The Count of Hoogstraeten then read, coughing, the intercepted letters of Alava, the Spanish Ambassador, addressed to the Lady Governor.

“The Ambassador,” said he, “writes that all the ill that has befallen the Low Countries has come from the doings of three men: to wit, Orange, Egmont, and Hoorn. We must, says the Ambassador, show a fair face to these three lords and tell them that the king recognizes that he holds these countries in his obedience through their services. As for the two single ones, Montigny and De Berghes, they are in the place where they ought to be.”

“Ah,” said Ulenspiegel, “I like better a smoky chimney in Flanders than a cool, airy prison in Spain: for garrottes spring up out of the damp walls.”

“The said Ambassador adds that the king said in the city of Madrid:

“‘By all that hath come to pass in the Low Countries our royal reputation is diminished, the service of God is disparaged, and we shall rather expose all our other lands than leave such a rebellion unpunished. We are determined to go in person to the Low Countries and to request the help of the Pope and of the Emperor. Under the present evil lies the future good. We will reduce the Low Countries under our absolute sway, and will change and modify to our mind state, religion, and government.’”

“Ah!
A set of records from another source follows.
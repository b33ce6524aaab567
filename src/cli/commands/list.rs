use crate::cli::parser::{Commands, ListFormat};
use crate::config::Config;
use crate::core::context::SessionContext;
use crate::core::day::DayLogic;
use crate::errors::AppResult;
use crate::models::day_summary::DaySummary;
use crate::store::open_store;
use crate::ui::messages::{header, info, warning};
use crate::utils::colors::{RESET, color_for_status};
use crate::utils::date::{month_of, parse_period};
use crate::utils::formatting::{bold, mins2readable};
use crate::utils::table::{Column, Table};
use chrono::NaiveDate;
use std::io;

pub fn handle(cmd: &Commands, cfg: &Config, ctx: &SessionContext) -> AppResult<()> {
    if let Commands::List { period, format } = cmd {
        let (start, end) = resolve_period(period.as_deref(), ctx)?;

        let mut store = open_store(cfg, &ctx.user)?;
        let days = DayLogic::summaries(store.as_mut(), ctx, start, end)?;

        match format {
            ListFormat::Text => print_text(&days, start, end),
            ListFormat::Json => println!("{}", serde_json::to_string_pretty(&days)?),
            ListFormat::Csv => write_csv(&days, io::stdout())?,
        }
    }
    Ok(())
}

/// Default period: the current month.
fn resolve_period(period: Option<&str>, ctx: &SessionContext) -> AppResult<(NaiveDate, NaiveDate)> {
    match period {
        Some(p) => parse_period(p),
        None => {
            let days = month_of(ctx.today());
            Ok((days[0], days[days.len() - 1]))
        }
    }
}

fn print_text(days: &[DaySummary], start: NaiveDate, end: NaiveDate) {
    header(format!("{} → {}", start, end));

    if days.is_empty() {
        info("No sessions recorded in this period.");
        return;
    }

    let mut table = Table::new(vec![
        Column::new("DATE", 10),
        Column::new("DAY", 3),
        Column::new("SESSIONS", 8),
        Column::new("TOTAL", 10),
        Column::new("STATUS", 11),
    ]);

    let mut minutes = 0;
    let mut miss_punch = 0;
    for day in days {
        match day.total.minutes() {
            Some(m) => minutes += m,
            None => miss_punch += 1,
        }
        table.add_row(vec![
            day.date.to_string(),
            day.date.format("%a").to_string(),
            day.sessions.to_string(),
            day.total.to_string(),
            format!("{}{}{}", color_for_status(day.status), day.status, RESET),
        ]);
    }
    print!("{}", table.render());

    println!();
    println!("{} {} over {} day(s)", bold("Total:"), mins2readable(minutes), days.len());
    if miss_punch > 0 {
        warning(format!("{} day(s) with a miss-punch are not counted.", miss_punch));
    }
}

fn write_csv<W: io::Write>(days: &[DaySummary], out: W) -> AppResult<()> {
    let mut wtr = csv::Writer::from_writer(out);
    wtr.write_record(["date", "sessions", "total_minutes", "total", "miss_punch", "status"])?;

    for day in days {
        let minutes = day.total.minutes().map(|m| m.to_string()).unwrap_or_default();
        wtr.write_record([
            day.date.to_string(),
            day.sessions.to_string(),
            minutes,
            day.total.to_string(),
            day.miss_punch.to_string(),
            day.status.to_string(),
        ])?;
    }

    wtr.flush()?;
    Ok(())
}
Philip King,” said Ulenspiegel to himself, “if I could in my mode modify thee, thou shouldst undergo a great modification of thy thighs, arms, and legs under my Flemish cudgel; I should fasten thy head in the middle of thy back with two nails to see whether in that state, looking at the graveyard thou leavest behind thee, thou wouldst sing in thine own fashion thy song of tyrannical modifying.”

Wine was brought in. D’Hoogstraeten rose and said: “I drink to the countries!” All followed his example, and putting his tankard down empty on the table, he added: “The evil hour strikes for the Belgian nobles. We must take thought for means of defending ourselves.”

Waiting for an answer, he looked at Egmont, who uttered not a word.

But the Silent One spoke: “We will resist,” said he, “if Egmont who twice, at Saint Quentin and at Gravelines, made France tremble, who has all authority over the Flemish soldiers, will come to our rescue and prevent the Spaniard from coming into our countries.”

Messire d’Egmont replied: “I think of the king with too much respect to believe that we must arm ourselves like rebels against him. Let those who fear his anger draw back. I will remain, having no way of living save by his help.”

“Philip may take cruel vengeance,” said the Silent.

“I have complete trust!” answered Egmont.

“Your head included?” asked Ludwig of Nassau.

“Included,” replied Egmont, “head, body, and loyal devotion, which are his.”

“Trusty and well-beloved, I will do even as thou,” said De Hoorn. Said the Silent:

“We must foresee and not wait.”

Then Messire d’Egmont, speaking vehemently, “I have,” said he, “had two and twenty reformed hanged at Grammont. If the preachings come to an end, if the image breakers are punished, the king’s anger will be appeased.”

The Silent replied:

“There are hopes that are uncertain.”

“Let us put on the armour of trust,” said Egmont.

“Let us put on the armour of trust,” said De Hoorn.

“It is iron we should arm with, not trust,” replied D’Hoogstraeten.

Hereupon the Silent made a sign that he wished to go.

“Adieu, Prince without land!” said Egmont.

“Adieu, Count without a head!” replied the Silent. Ludwig of Nassau said then: “For the sheep the butcher, and glory for the soldier that is the saviour of the land of our fathers!”

“I cannot, and will not,” said Egmont.

“Blood of the victims,” said Ulenspiegel, “fall upon the head of the courtier!”

The lords withdrew.

Then Ulenspiegel came down out of his chimney and went immediately to bring the news to Praet. The latter said: “Egmont is a traitor, God is with the Prince.”

The Duke! the Duke in Brussels! Where are the strong boxes that have wings?